Reaction injection molding (RIM) is a popular part molding process used to create large, complex parts in relatively small production volumes. The process involves combining liquid polymers and injecting them into a heated mold where they undergo a chemical reaction to expand and fit the tool before solidifying.
When choosing a part molding process, it is important to be aware of the various benefits of each option so that you can make an informed decision. As such, we’ve compiled a list of some of the key advantages of reaction injection molding to help you deliberate.
Low Tooling Cost
For those seeking to produce larger, more complex parts in lower production volumes, reaction injection molding is one of the best part molding processes for the job. The reason why RIM is so advantageous for such applications is largely due to its low tooling cost. Because RIM doesn’t require extremely high pressures or temperatures throughout its processes, it doesn’t need a highly durable steel tool like most other processes.
Instead, tooling for RIM is created from aluminum which costs substantially less than more durable metals. Due to the lower tooling cost, it is often more economical to use RIM when creating parts that have lower production volumes since the lower individual part production cost of other processes won’t offset that of a highly expensive tool.

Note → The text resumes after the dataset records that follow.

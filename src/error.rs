//! Error types for the OVHcloud provider.

use thiserror::Error;

/// Errors returned by the vendor REST API layer.
#[derive(Debug, Error)]
pub enum ApiError {
    /// The vendor replied with a non-success HTTP status.
    ///
    /// `message` carries the raw vendor error text so the host surfaces
    /// exactly what the API said.
    #[error("OVH API error calling {method} {path}: {status} {message}")]
    Api {
        /// HTTP method of the failed call.
        method: String,
        /// Endpoint path of the failed call.
        path: String,
        /// HTTP status returned by the vendor.
        status: u16,
        /// Raw vendor error text.
        message: String,
    },

    /// The request never produced a vendor response.
    #[error("transport error calling {method} {path}: {source}")]
    Transport {
        /// HTTP method of the failed call.
        method: String,
        /// Endpoint path of the failed call.
        path: String,
        /// Underlying HTTP client error.
        #[source]
        source: reqwest::Error,
    },

    /// A response body could not be decoded into the expected shape.
    #[error("invalid JSON from {path}: {source}")]
    Json {
        /// Endpoint path whose response failed to decode.
        path: String,
        /// Underlying decode error.
        #[source]
        source: serde_json::Error,
    },
}

impl ApiError {
    /// Whether this error is a vendor HTTP 404.
    ///
    /// Delete-polling reinterprets a 404 as successful completion; see
    /// [`crate::poll::StateWaiter::absent_means`].
    pub fn is_not_found(&self) -> bool {
        matches!(self, ApiError::Api { status: 404, .. })
    }
}

/// Errors that can occur in provider operations.
#[derive(Debug, Error)]
pub enum ProviderError {
    /// The requested resource was not found.
    #[error("Resource not found: {0}")]
    NotFound(String),

    /// A validation error occurred.
    #[error("Validation error: {0}")]
    Validation(String),

    /// A configuration error occurred.
    #[error("Configuration error: {0}")]
    Configuration(String),

    /// The requested resource type is unknown.
    #[error("Unknown resource type: {0}")]
    UnknownResource(String),

    /// A serialization/deserialization error occurred.
    #[error("Serialization error: {0}")]
    Serialization(#[from] serde_json::Error),

    /// A vendor API call failed.
    #[error(transparent)]
    Api(#[from] ApiError),

    /// A wait on a vendor-side asynchronous operation timed out.
    #[error("Deadline exceeded: {0}")]
    DeadlineExceeded(String),

    /// Fixed-format text extraction from a vendor document failed.
    #[error("Extraction error: {0}")]
    Extraction(String),

    /// Operation not supported by this resource type.
    #[error("Unimplemented: {0}")]
    Unimplemented(String),
}

impl ProviderError {
    /// Whether this error means the underlying vendor object is gone.
    pub fn is_not_found(&self) -> bool {
        match self {
            ProviderError::NotFound(_) => true,
            ProviderError::Api(e) => e.is_not_found(),
            _ => false,
        }
    }
}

Another one of the key advantages of reaction injection molding is the high amount of design freedom that it offers. The design flexibility that RIM offers is virtually unparalleled by any other part molding process. When creating a part through reaction injection molding, designers have the option to:
- Encapsulate materials such as metals or more fragile items such as PCBs and electronics
- Mold in attachments
- Create parts with significant variations in wall thicknesses
- Mold stiffening ribs
Such capabilities not only have the potential to enhance the aesthetic appearance of a part, but can also greatly expand its functionality. As such, RIM is ideal for those seeking to create complex, aesthetically pleasing parts.